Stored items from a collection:
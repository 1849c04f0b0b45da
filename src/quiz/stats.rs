//! Per-subject quiz totals
//!
//! Persisted in the settings blob, keyed by subject name.

use std::collections::BTreeMap;

use serde::{Deserialize, Serialize};

/// Running totals for one subject
#[derive(Debug, Clone, Copy, Default, PartialEq, Eq, Serialize, Deserialize)]
pub struct SubjectStats {
    pub answered: u64,
    pub correct: u64,
}

impl SubjectStats {
    /// Whole-number percentage, 0 when nothing has been answered
    pub fn percent_correct(&self) -> u32 {
        if self.answered == 0 {
            return 0;
        }
        (self.correct.min(self.answered) * 100 / self.answered) as u32
    }
}

#[derive(Debug, Clone, Default, PartialEq, Eq, Serialize, Deserialize)]
#[serde(transparent)]
pub struct QuizStatsStore {
    subjects: BTreeMap<String, SubjectStats>,
}

impl QuizStatsStore {
    pub fn new() -> Self {
        Self::default()
    }

    pub fn get(&self, subject: &str) -> SubjectStats {
        self.subjects.get(subject).copied().unwrap_or_default()
    }

    /// Add a finished quiz to the subject's totals and return the new totals
    pub fn record(&mut self, subject: &str, answered: u64, correct: u64) -> SubjectStats {
        let entry = self.subjects.entry(subject.to_string()).or_default();
        entry.answered = entry.answered.saturating_add(answered);
        entry.correct = entry.correct.saturating_add(correct.min(answered));
        *entry
    }

    pub fn subjects(&self) -> impl Iterator<Item = (&str, SubjectStats)> {
        self.subjects.iter().map(|(k, v)| (k.as_str(), *v))
    }

    pub fn is_empty(&self) -> bool {
        self.subjects.is_empty()
    }

    pub fn clear(&mut self) {
        self.subjects.clear();
    }
}
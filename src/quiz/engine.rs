//! Session construction: sample, shuffle, remap the correct answer

use rand::Rng;
use rand::seq::{IndexedRandom, SliceRandom};

use super::bank::QuizQuestion;
use super::session::{QuizSession, SessionQuestion};

/// Build a session of exactly `question_count` distinct questions on `subject`.
///
/// Returns `None` when the count is zero or the pool has too few matching
/// questions; partial sessions are never built.
pub fn make_session<R: Rng + ?Sized>(
    subject: &str,
    pool: &[QuizQuestion],
    question_count: usize,
    rng: &mut R,
) -> Option<QuizSession> {
    if question_count == 0 {
        return None;
    }

    let matching: Vec<&QuizQuestion> = pool
        .iter()
        .filter(|q| q.subject == subject && !q.options.is_empty())
        .collect();
    if matching.len() < question_count {
        log::warn!(
            "Quiz '{}' needs {} questions, pool has {}",
            subject,
            question_count,
            matching.len()
        );
        return None;
    }

    let mut sampled: Vec<&QuizQuestion> = matching
        .choose_multiple(rng, question_count)
        .copied()
        .collect();
    sampled.shuffle(rng);

    let questions = sampled
        .into_iter()
        .map(|q| shuffle_options(q, rng))
        .collect();

    Some(QuizSession::new(subject.to_string(), questions))
}

/// Shuffle a question's options, tracking where option 0 ends up
fn shuffle_options<R: Rng + ?Sized>(question: &QuizQuestion, rng: &mut R) -> SessionQuestion {
    let mut order: Vec<usize> = (0..question.options.len()).collect();
    order.shuffle(rng);

    let correct_option_index = order.iter().position(|&i| i == 0).unwrap_or(0);
    let options = order.iter().map(|&i| question.options[i].clone()).collect();

    SessionQuestion {
        prompt: question.prompt.clone(),
        options,
        correct_option_index,
        background: question.background.clone(),
    }
}
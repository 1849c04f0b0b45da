//! Save/load persistence
//!
//! Features:
//! - Versioned JSON snapshot (`schemaVersion`)
//! - Atomic replace through the storage backend
//! - Backup rotation (old good save → backup before overwrite)
//! - Corruption detection and fallback to the backup, then to defaults
//!
//! Failures are logged and reported as `false`/`None`; they never stop the game.

pub mod snapshot;

pub use snapshot::{Position, ProgressionSnapshot};

use thiserror::Error;

use crate::consts::{PROGRESS_BACKUP_KEY, PROGRESS_KEY, SCHEMA_VERSION, SETTINGS_KEY};
use crate::platform::{BlobStore, StorageError};
use crate::settings::Settings;

#[derive(Debug, Error)]
pub enum PersistenceError {
    #[error(transparent)]
    Storage(#[from] StorageError),
    #[error("Could not encode save: {0}")]
    Encode(#[source] serde_json::Error),
    #[error("Save data is unreadable: {0}")]
    Decode(#[source] serde_json::Error),
    #[error("Save was written by a newer version (schema {found}, supported {supported})")]
    UnsupportedSchema { found: u32, supported: u32 },
}

/// Reads and writes the progress and settings blobs
#[derive(Debug)]
pub struct PersistenceGateway<S: BlobStore> {
    store: S,
}

impl<S: BlobStore> PersistenceGateway<S> {
    pub fn new(store: S) -> Self {
        Self { store }
    }

    pub fn store(&self) -> &S {
        &self.store
    }

    pub fn store_mut(&mut self) -> &mut S {
        &mut self.store
    }

    pub fn into_inner(self) -> S {
        self.store
    }

    // === Progress ===

    /// Write the snapshot, keeping the previous save as a backup.
    ///
    /// A previous save that is unreadable is not backed up; one written by a
    /// newer build is kept byte for byte.
    pub fn try_save(&mut self, snapshot: &ProgressionSnapshot) -> Result<(), PersistenceError> {
        let bytes = encode_snapshot(snapshot)?;

        if let Some(previous) = self.store.read(PROGRESS_KEY)? {
            match decode_snapshot(&previous) {
                Ok(_) | Err(PersistenceError::UnsupportedSchema { .. }) => {
                    self.store.write_atomic(PROGRESS_BACKUP_KEY, &previous)?;
                }
                Err(e) => log::warn!("Not backing up the previous save: {}", e),
            }
        }
        self.store.write_atomic(PROGRESS_KEY, &bytes)?;
        Ok(())
    }

    pub fn save(&mut self, snapshot: &ProgressionSnapshot) -> bool {
        match self.try_save(snapshot) {
            Ok(()) => {
                log::info!(
                    "Progress saved ({} coins, move {})",
                    snapshot.coins,
                    snapshot.completed_move_count
                );
                true
            }
            Err(e) => {
                log::warn!("Failed to save progress: {}", e);
                false
            }
        }
    }

    /// `Ok(None)` on first run
    pub fn try_load(&self) -> Result<Option<ProgressionSnapshot>, PersistenceError> {
        self.read_snapshot(PROGRESS_KEY)
    }

    /// Load the save, falling back to the backup if the main save is unreadable
    pub fn load(&self) -> Option<ProgressionSnapshot> {
        match self.try_load() {
            Ok(Some(snapshot)) => {
                log::info!("Loaded progress saved at {}", snapshot.saved_at);
                Some(snapshot)
            }
            Ok(None) => {
                log::info!("No saved progress found, starting fresh");
                None
            }
            Err(e) => {
                log::warn!("Failed to load progress: {}", e);
                match self.read_snapshot(PROGRESS_BACKUP_KEY) {
                    Ok(Some(snapshot)) => {
                        log::info!("Recovered progress from backup saved at {}", snapshot.saved_at);
                        Some(snapshot)
                    }
                    Ok(None) => None,
                    Err(e) => {
                        log::warn!("Backup is unreadable too: {}", e);
                        None
                    }
                }
            }
        }
    }

    /// Remove the save and its backup
    pub fn clear_progress(&mut self) -> bool {
        let result = self
            .store
            .remove(PROGRESS_KEY)
            .and_then(|()| self.store.remove(PROGRESS_BACKUP_KEY));
        match result {
            Ok(()) => {
                log::info!("Saved progress cleared");
                true
            }
            Err(e) => {
                log::warn!("Failed to clear saved progress: {}", e);
                false
            }
        }
    }

    fn read_snapshot(&self, key: &str) -> Result<Option<ProgressionSnapshot>, PersistenceError> {
        match self.store.read(key)? {
            Some(bytes) => decode_snapshot(&bytes).map(Some),
            None => Ok(None),
        }
    }

    // === Settings ===

    pub fn try_save_settings(&mut self, settings: &Settings) -> Result<(), PersistenceError> {
        let bytes = serde_json::to_vec_pretty(settings).map_err(PersistenceError::Encode)?;
        self.store.write_atomic(SETTINGS_KEY, &bytes)?;
        Ok(())
    }

    pub fn save_settings(&mut self, settings: &Settings) -> bool {
        match self.try_save_settings(settings) {
            Ok(()) => {
                log::debug!("Settings saved");
                true
            }
            Err(e) => {
                log::warn!("Failed to save settings: {}", e);
                false
            }
        }
    }

    /// Stored settings, or defaults when absent or unreadable
    pub fn load_settings(&self) -> Settings {
        let bytes = match self.store.read(SETTINGS_KEY) {
            Ok(Some(bytes)) => bytes,
            Ok(None) => {
                log::info!("Using default settings");
                return Settings::default();
            }
            Err(e) => {
                log::warn!("Failed to read settings: {}", e);
                return Settings::default();
            }
        };
        match serde_json::from_slice::<Settings>(&bytes) {
            Ok(mut settings) => {
                settings.economy.normalize();
                log::info!("Loaded settings");
                settings
            }
            Err(e) => {
                log::warn!("Settings are unreadable, using defaults: {}", e);
                Settings::default()
            }
        }
    }
}

/// JSON has no NaN or infinity, so such a snapshot would save fine and never load
fn encode_snapshot(snapshot: &ProgressionSnapshot) -> Result<Vec<u8>, PersistenceError> {
    if let Some(field) = snapshot.non_finite_position() {
        return Err(PersistenceError::Encode(serde::ser::Error::custom(format!(
            "non-finite coordinate in {field}"
        ))));
    }
    serde_json::to_vec_pretty(snapshot).map_err(PersistenceError::Encode)
}

fn decode_snapshot(bytes: &[u8]) -> Result<ProgressionSnapshot, PersistenceError> {
    let snapshot: ProgressionSnapshot =
        serde_json::from_slice(bytes).map_err(PersistenceError::Decode)?;
    if snapshot.schema_version > SCHEMA_VERSION {
        return Err(PersistenceError::UnsupportedSchema {
            found: snapshot.schema_version,
            supported: SCHEMA_VERSION,
        });
    }
    Ok(snapshot)
}

#[cfg(test)]
mod tests {
    use super::*;
    use crate::platform::{FileStore, MemoryStore};
    use crate::settings::EconomyField;
    use crate::sim::{GameState, InteractableId};
    use chrono::{TimeZone, Utc};
    use glam::Vec2;

    fn snapshot_with_coins(coins: i64) -> ProgressionSnapshot {
        let mut state = GameState::default_world();
        state.ledger.add_coins(coins);
        let when = Utc.with_ymd_and_hms(2025, 6, 1, 9, 0, 0).unwrap();
        ProgressionSnapshot::capture(&state, when)
    }

    #[test]
    fn test_first_run_loads_nothing() {
        let gateway = PersistenceGateway::new(MemoryStore::new());
        assert!(gateway.load().is_none());
        assert!(gateway.try_load().unwrap().is_none());
    }

    #[test]
    fn test_save_then_load_is_identical() {
        let mut gateway = PersistenceGateway::new(MemoryStore::new());
        let snapshot = snapshot_with_coins(31);
        assert!(gateway.save(&snapshot));
        assert_eq!(gateway.load(), Some(snapshot));
    }

    #[test]
    fn test_file_backed_round_trip() {
        let dir = tempfile::tempdir().unwrap();
        let mut gateway = PersistenceGateway::new(FileStore::new(dir.path()));
        let snapshot = snapshot_with_coins(8);
        assert!(gateway.save(&snapshot));

        let reopened = PersistenceGateway::new(FileStore::new(dir.path()));
        assert_eq!(reopened.load(), Some(snapshot));
    }

    #[test]
    fn test_corrupt_save_falls_back_to_backup() {
        let mut gateway = PersistenceGateway::new(MemoryStore::new());
        let first = snapshot_with_coins(1);
        let second = snapshot_with_coins(2);
        gateway.save(&first);
        gateway.save(&second);

        gateway
            .store_mut()
            .write_atomic(PROGRESS_KEY, b"{ not json")
            .unwrap();
        assert!(matches!(gateway.try_load(), Err(PersistenceError::Decode(_))));
        assert_eq!(gateway.load(), Some(first));
    }

    #[test]
    fn test_corrupt_save_without_backup_is_none() {
        let mut store = MemoryStore::new();
        store.write_atomic(PROGRESS_KEY, b"\xff\xfe").unwrap();
        let gateway = PersistenceGateway::new(store);
        assert!(gateway.load().is_none());
    }

    #[test]
    fn test_corrupt_save_never_overwrites_backup() {
        let mut gateway = PersistenceGateway::new(MemoryStore::new());
        let good = snapshot_with_coins(5);
        gateway.save(&good);
        gateway.save(&good);
        gateway
            .store_mut()
            .write_atomic(PROGRESS_KEY, b"garbage")
            .unwrap();
        gateway.save(&snapshot_with_coins(6));

        let backup = gateway.read_snapshot(PROGRESS_BACKUP_KEY).unwrap();
        assert_eq!(backup, Some(good));
    }

    #[test]
    fn test_newer_schema_is_rejected() {
        let mut snapshot = snapshot_with_coins(3);
        snapshot.schema_version = SCHEMA_VERSION + 1;
        let mut gateway = PersistenceGateway::new(MemoryStore::new());
        gateway.save(&snapshot);
        assert!(matches!(
            gateway.try_load(),
            Err(PersistenceError::UnsupportedSchema { .. })
        ));
        assert!(gateway.load().is_none());
    }

    #[test]
    fn test_successful_save_always_loads() {
        let mut gateway = PersistenceGateway::new(MemoryStore::new());
        let good = snapshot_with_coins(4);
        assert!(gateway.save(&good));

        let mut lost = GameState::default_world();
        lost.player.pos = Vec2::new(f32::NAN, 3.0);
        let mut far = GameState::default_world();
        far.player.pos = Vec2::new(0.0, f32::INFINITY);
        let when = Utc.with_ymd_and_hms(2025, 6, 2, 9, 0, 0).unwrap();
        let mut broken_goat = ProgressionSnapshot::capture(&GameState::default_world(), when);
        broken_goat.interactable_positions_by_id.insert(
            InteractableId::from("goat_0"),
            Position {
                x: f32::NAN,
                y: f32::NAN,
            },
        );

        let snapshots = [
            ProgressionSnapshot::capture(&lost, when),
            ProgressionSnapshot::capture(&far, when),
            broken_goat,
            ProgressionSnapshot::capture(&GameState::default_world(), when),
        ];
        for snapshot in snapshots {
            let finite = snapshot.non_finite_position().is_none();
            assert_eq!(gateway.save(&snapshot), finite);
            let loaded = gateway.try_load().unwrap();
            if finite {
                assert_eq!(loaded, Some(snapshot));
            } else {
                assert!(matches!(
                    gateway.try_save(&snapshot),
                    Err(PersistenceError::Encode(_))
                ));
                assert_eq!(loaded, Some(good.clone()));
            }
        }
        // Nothing unreadable ever reached the backup slot either
        assert!(gateway.read_snapshot(PROGRESS_BACKUP_KEY).is_ok());
    }

    #[test]
    fn test_rejected_save_keeps_previous() {
        let mut gateway = PersistenceGateway::new(MemoryStore::new());
        let good = snapshot_with_coins(9);
        gateway.save(&good);

        let mut state = GameState::default_world();
        state.player.pos = Vec2::new(f32::NAN, 0.0);
        assert!(!gateway.save(&ProgressionSnapshot::capture(&state, Utc::now())));
        assert_eq!(gateway.load(), Some(good));
    }

    #[test]
    fn test_newer_schema_save_is_backed_up_raw() {
        let mut newer = snapshot_with_coins(70);
        newer.schema_version = SCHEMA_VERSION + 1;
        let newer_bytes = serde_json::to_vec(&newer).unwrap();
        let mut store = MemoryStore::new();
        store.write_atomic(PROGRESS_KEY, &newer_bytes).unwrap();

        let mut gateway = PersistenceGateway::new(store);
        assert!(gateway.save(&snapshot_with_coins(1)));
        assert_eq!(
            gateway.store().read(PROGRESS_BACKUP_KEY).unwrap(),
            Some(newer_bytes)
        );
    }

    #[test]
    fn test_clear_progress() {
        let mut gateway = PersistenceGateway::new(MemoryStore::new());
        gateway.save(&snapshot_with_coins(1));
        gateway.save(&snapshot_with_coins(2));
        assert!(gateway.clear_progress());
        assert!(gateway.store().is_empty());
        assert!(gateway.load().is_none());
    }

    #[test]
    fn test_settings_round_trip_and_fallback() {
        let mut gateway = PersistenceGateway::new(MemoryStore::new());
        assert_eq!(gateway.load_settings(), Settings::default());

        let mut settings = Settings::default();
        settings.economy.set(EconomyField::GoatReward, 12);
        settings.quiz_stats.record("Mathematics", 5, 3);
        assert!(gateway.save_settings(&settings));
        assert_eq!(gateway.load_settings(), settings);

        gateway
            .store_mut()
            .write_atomic(SETTINGS_KEY, b"[1,2,3]")
            .unwrap();
        assert_eq!(gateway.load_settings(), Settings::default());
    }

    #[test]
    fn test_failed_write_reports_false() {
        let dir = tempfile::tempdir().unwrap();
        let blocker = dir.path().join("blocker");
        std::fs::write(&blocker, b"").unwrap();
        let mut gateway = PersistenceGateway::new(FileStore::new(&blocker));
        assert!(!gateway.save(&snapshot_with_coins(1)));
        assert!(!gateway.save_settings(&Settings::default()));
    }
}
//! JSON array files of documents: seed files and the memory store's data file.

use std::fs::{self, File};
use std::io::{BufReader, BufWriter, Write};
use std::path::Path;

use bson::Document;

use crate::error::StoreError;

/// Read a JSON array of objects.
pub fn load_documents(path: &Path) -> Result<Vec<Document>, StoreError> {
    let reader = BufReader::new(File::open(path)?);
    let docs: Vec<Document> = serde_json::from_reader(reader)?;
    Ok(docs)
}

/// Write documents as a JSON array, replacing `path` atomically.
pub(crate) fn write_documents<'a>(
    path: &Path,
    docs: impl Iterator<Item = &'a Document>,
) -> Result<(), StoreError> {
    let tmp = path.with_extension("tmp");
    {
        let file = File::create(&tmp)?;
        let mut writer = BufWriter::new(file);
        let docs: Vec<&Document> = docs.collect();
        serde_json::to_writer(&mut writer, &docs)?;
        writer.flush()?;
        writer.get_ref().sync_all()?;
    }
    fs::rename(&tmp, path)?;
    Ok(())
}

Directions for this task
Copy out each line of the data that has the word "impl" in it.

The completed task
impl SubjectStats {
impl QuizStatsStore {
    pub fn subjects(&self) -> impl Iterator<Item = (&str, SubjectStats)> {
impl<S: BlobStore> PersistenceGateway<S> {
    docs: impl Iterator<Item = &'a Document>,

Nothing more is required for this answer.